Stored data:
___

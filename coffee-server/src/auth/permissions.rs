//! Permission Definitions
//!
//! Scopes granted by the issuer and carried in the token's `permissions` claim.

use super::{AuthError, Claims};

/// Read drinks with full recipes
pub const GET_DRINKS_DETAIL: &str = "get:drinks-detail";
pub const POST_DRINKS: &str = "post:drinks";
pub const PATCH_DRINKS: &str = "patch:drinks";
pub const DELETE_DRINKS: &str = "delete:drinks";

/// All scopes the API understands
pub const ALL_PERMISSIONS: &[&str] = &[GET_DRINKS_DETAIL, POST_DRINKS, PATCH_DRINKS, DELETE_DRINKS];

/// Check that the claims grant `permission`
pub fn check_permissions(permission: &str, claims: &Claims) -> Result<(), AuthError> {
    let granted = claims
        .permissions
        .as_ref()
        .ok_or(AuthError::PermissionsMissing)?;

    if granted.iter().any(|p| p == permission) {
        Ok(())
    } else {
        Err(AuthError::PermissionDenied)
    }
}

___

■ **TASK STATEMENT**:
Repeat all of the entries exactly.

■ **SOLUTION TO THE EXERCISE**:
filename coffee-server/src/auth/permissions.rs
//! Permission Definitions
//!
//! Scopes granted by the issuer and carried in the token's `permissions` claim.

use super::{AuthError, Claims};

/// Read drinks with full recipes
pub const GET_DRINKS_DETAIL: &str = "get:drinks-detail";
pub const POST_DRINKS: &str = "post:drinks";
pub const PATCH_DRINKS: &str = "patch:drinks";
pub const DELETE_DRINKS: &str = "delete:drinks";

/// All scopes the API understands
pub const ALL_PERMISSIONS: &[&str] = &[GET_DRINKS_DETAIL, POST_DRINKS, PATCH_DRINKS, DELETE_DRINKS];

/// Check that the claims grant `permission`
pub fn check_permissions(permission: &str, claims: &Claims) -> Result<(), AuthError> {
    let granted = claims
        .permissions
        .as_ref()
        .ok_or(AuthError::PermissionsMissing)?;

    if granted.iter().any(|p| p == permission) {
        Ok(())
    } else {
        Err(AuthError::PermissionDenied)
    }
}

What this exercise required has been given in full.